However, the problem with a religion based upon law is that if someone else has a different understanding of what laws are required, it becomes your duty to fix that person, or one of you might die while you try. For Christians this comes across in the door to door style of evangelism where the person seems convinced that if you don't agree with their rules they can't leave the house until they change your mind.
The claim of Islam is that they all have the same fundamental religion with minor differences based upon which of a handful of historical figures they follow for the correct interpretation of the Koran. This is true to some degree, it is those different interpretations of the Koran that cause all the trouble. The Shiites believe that it is secret meanings hidden within the text itself that is the important part of the religion, and that only an Imam can correctly interpret them. The Sunnis believe that the life of Mohamed after he completed writing the Koran is the key to correct interpretation of the Koran, and that the letter plus those examples are easy for anyone to understand.
Although it is clear in the Koran that no Muslim is ever to take the life of another Muslim, they seem to have both gotten over that restriction by claiming that the other's interpretation makes them less than a true Muslim. Therefore, except during the month of Ramadan, they hate each other more than they hate Christians and Jews. Of course, many moderate Muslims will point out that the Koran calls Christians and Jews children of the Book and a kind of brother. However, since neither of us follow all of their laws, and we encourage others to do the same, we can easily go from fellow children of the Book to infidels who fail to honor Allah or his prophet.
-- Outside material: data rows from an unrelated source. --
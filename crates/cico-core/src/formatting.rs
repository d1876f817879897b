//! Formatting utilities (Telegram MarkdownV2 / HTML rendering of portal data).

use std::sync::OnceLock;

use regex::Regex;

use crate::records::{AttendanceRecord, StudentProfile};

/// Work reports longer than this many characters are cut and suffixed with `...`.
pub const WORK_REPORT_MAX_CHARS: usize = 900;

/// Characters Telegram MarkdownV2 reserves outside entities.
const MARKDOWN_V2_SPECIAL: &str = r"_*[]()~`>#+-=|{}.!";

fn markdown_v2_re() -> &'static Regex {
    static RE: OnceLock<Regex> = OnceLock::new();
    // The backslash itself is part of the class.
    RE.get_or_init(|| Regex::new(r"[\\_*\[\]()~`>#+\-=|{}.!]").expect("valid regex"))
}

/// Escape text for Telegram MarkdownV2.
pub fn escape_markdown_v2(text: &str) -> String {
    markdown_v2_re().replace_all(text, r"\$0").into_owned()
}

/// Escape HTML special characters for Telegram HTML parse mode.
pub fn escape_html(text: &str) -> String {
    text.replace('&', "&amp;")
        .replace('<', "&lt;")
        .replace('>', "&gt;")
        .replace('"', "&quot;")
}

/// Plain-text rendering of a MarkdownV2 message.
///
/// Escaped characters are kept as literals; unescaped markup characters are dropped.
pub fn strip_markdown_v2(text: &str) -> String {
    let mut out = String::with_capacity(text.len());
    let mut chars = text.chars();
    while let Some(c) = chars.next() {
        if c == '\\' {
            if let Some(next) = chars.next() {
                out.push(next);
            }
            continue;
        }
        if MARKDOWN_V2_SPECIAL.contains(c) {
            continue;
        }
        out.push(c);
    }
    out
}

/// `5400 -> "1h 30m"`.
pub fn format_duration_hm(seconds: u64) -> String {
    let hours = seconds / 3600;
    let minutes = (seconds % 3600) / 60;
    format!("{hours}h {minutes}m")
}

/// Cut `text` to `max_chars` characters, appending `...` when anything was dropped.
pub fn truncate_with_ellipsis(text: &str, max_chars: usize) -> String {
    match text.char_indices().nth(max_chars) {
        Some((idx, _)) => format!("{}...", &text[..idx]),
        None => text.to_string(),
    }
}

/// MarkdownV2 report for one attendance record: a quoted timeline and the work report
/// in a monospace span.
pub fn format_record_text(record: &AttendanceRecord) -> String {
    let mut message = format!(">📅 *Date:* {}\n", escape_markdown_v2(&record.date));
    message.push_str(&format!(
        ">⏰ *Check\\-In:* {}\n",
        escape_markdown_v2(&record.check_in_time)
    ));

    if let Some(out) = &record.check_out_time {
        message.push_str(&format!(">🛑 *Check\\-Out:* {}\n", escape_markdown_v2(out)));
    }
    if let Some(secs) = record.working_seconds {
        message.push_str(&format!(">⏳ *Duration:* {}\n", format_duration_hm(secs)));
    }

    if let Some(report) = &record.work_report {
        let report = truncate_with_ellipsis(report, WORK_REPORT_MAX_CHARS);
        message.push_str(&format!(
            "\n📝 *Work Report:*\n\n`{}`",
            escape_markdown_v2(&report)
        ));
    }

    message
}

/// HTML profile card.
pub fn format_profile_html(profile: &StudentProfile) -> String {
    let field = |v: &Option<String>| escape_html(v.as_deref().unwrap_or("N/A"));
    let fees = profile.course_fees().map(escape_html).unwrap_or("N/A".to_string());
    let status = if profile.active {
        "🟢 Active"
    } else {
        "🔴 Inactive"
    };

    format!(
        "👤 <b>Student Profile</b>\n\n\
         🆔 <b>User ID:</b> <code>{}</code>\n\
         📛 <b>Name:</b> {}\n\
         🎂 <b>DOB:</b> {}\n\
         📱 <b>Mobile:</b> <code>{}</code>\n\
         📧 <b>Email:</b> <code>{}</code>\n\
         🎓 <b>Course:</b> {}\n\
         📚 <b>Applied For:</b> {}\n\
         💰 <b>Fees:</b> ₹{}\n\
         📅 <b>Joined:</b> {}\n\
         ✨ <b>Status:</b> {}",
        field(&profile.user_id),
        field(&profile.full_name),
        field(&profile.dob),
        field(&profile.mobile),
        field(&profile.email),
        field(&profile.current_course),
        field(&profile.apply_for_course),
        fees,
        field(&profile.join_date),
        status,
    )
}

/// HTML body of the `/settings` screen.
pub fn format_settings_html(stretch_enabled: bool) -> String {
    let status = if stretch_enabled {
        "✅ Enabled (x2.0 Vertical)"
    } else {
        "❌ Disabled (Original)"
    };
    format!("⚙️ <b>Image Settings</b>\n\nVertical Stretching: {status}")
}

#[cfg(test)]
mod tests {
    use super::*;

    #[test]
    fn escapes_markdown_v2_class() {
        assert_eq!(escape_markdown_v2("a_b*c"), r"a\_b\*c");
        assert_eq!(
            escape_markdown_v2("[x](y)~`>#+-=|{}.!"),
            r"\[x\]\(y\)\~\`\>\#\+\-\=\|\{\}\.\!"
        );
        assert_eq!(escape_markdown_v2(r"a\b"), r"a\\b");
        assert_eq!(escape_markdown_v2("plain text 123"), "plain text 123");
    }

    #[test]
    fn escapes_html() {
        let s = r#"<a href="x&y">"#;
        assert_eq!(escape_html(s), "&lt;a href=&quot;x&amp;y&quot;&gt;");
    }

    #[test]
    fn strips_markup_but_keeps_escaped_literals() {
        let md = ">⏰ *Check\\-In:* 09\\.00\n`a\\_b`";
        assert_eq!(strip_markdown_v2(md), "⏰ Check-In: 09.00\na_b");
    }

    #[test]
    fn duration_hours_minutes() {
        assert_eq!(format_duration_hm(5400), "1h 30m");
        assert_eq!(format_duration_hm(59), "0h 0m");
        assert_eq!(format_duration_hm(3600 * 9 + 61), "9h 1m");
    }

    #[test]
    fn truncates_on_char_boundary() {
        assert_eq!(truncate_with_ellipsis("abc", 3), "abc");
        assert_eq!(truncate_with_ellipsis("abcd", 3), "abc...");
        assert_eq!(truncate_with_ellipsis("ééé", 2), "éé...");
    }

    #[test]
    fn record_text_layout() {
        let rec = AttendanceRecord {
            date: "2025-01-10".to_string(),
            check_in_time: "09:00".to_string(),
            check_out_time: Some("18:30".to_string()),
            working_seconds: Some(5400),
            work_report: Some("Fixed bug #12.".to_string()),
            ..Default::default()
        };
        let text = format_record_text(&rec);
        assert_eq!(
            text,
            ">📅 *Date:* 2025\\-01\\-10\n\
             >⏰ *Check\\-In:* 09:00\n\
             >🛑 *Check\\-Out:* 18:30\n\
             >⏳ *Duration:* 1h 30m\n\
             \n📝 *Work Report:*\n\n`Fixed bug \\#12\\.`"
        );
    }

    #[test]
    fn record_text_truncates_long_report() {
        let rec = AttendanceRecord {
            date: "d".to_string(),
            check_in_time: "t".to_string(),
            work_report: Some("x".repeat(WORK_REPORT_MAX_CHARS + 50)),
            ..Default::default()
        };
        let text = format_record_text(&rec);
        let expected = format!("`{}\\.\\.\\.`", "x".repeat(WORK_REPORT_MAX_CHARS));
        assert!(text.ends_with(&expected));
        assert!(!text.contains("Check\\-Out"));
        assert!(!text.contains("Duration"));
    }

    #[test]
    fn profile_card_escapes_and_defaults() {
        let p = StudentProfile {
            full_name: Some("A <B>".to_string()),
            active: true,
            ..Default::default()
        };
        let html = format_profile_html(&p);
        assert!(html.contains("<b>Name:</b> A &lt;B&gt;"));
        assert!(html.contains("<b>Fees:</b> ₹N/A"));
        assert!(html.contains("🟢 Active"));
    }
}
The problem with trying to bring peace to a country with both Shiites and Sunnis is that they don't want to have peace with each other. At least the religious leaders are convinced that peace is impossible until the other group changes their interpretation of the law, and they seem to have little difficulty finding followers willing to die for that cause.
The local population has little time for any of this, but most of them cannot read and are therefore poor Muslims at best. Also, their daily lives are filled with difficulties and hardships that leave them little time to worry about one interpretation of the law over another. But even here they are often fighting amongst each other, even though they are all of the same branch of Islam.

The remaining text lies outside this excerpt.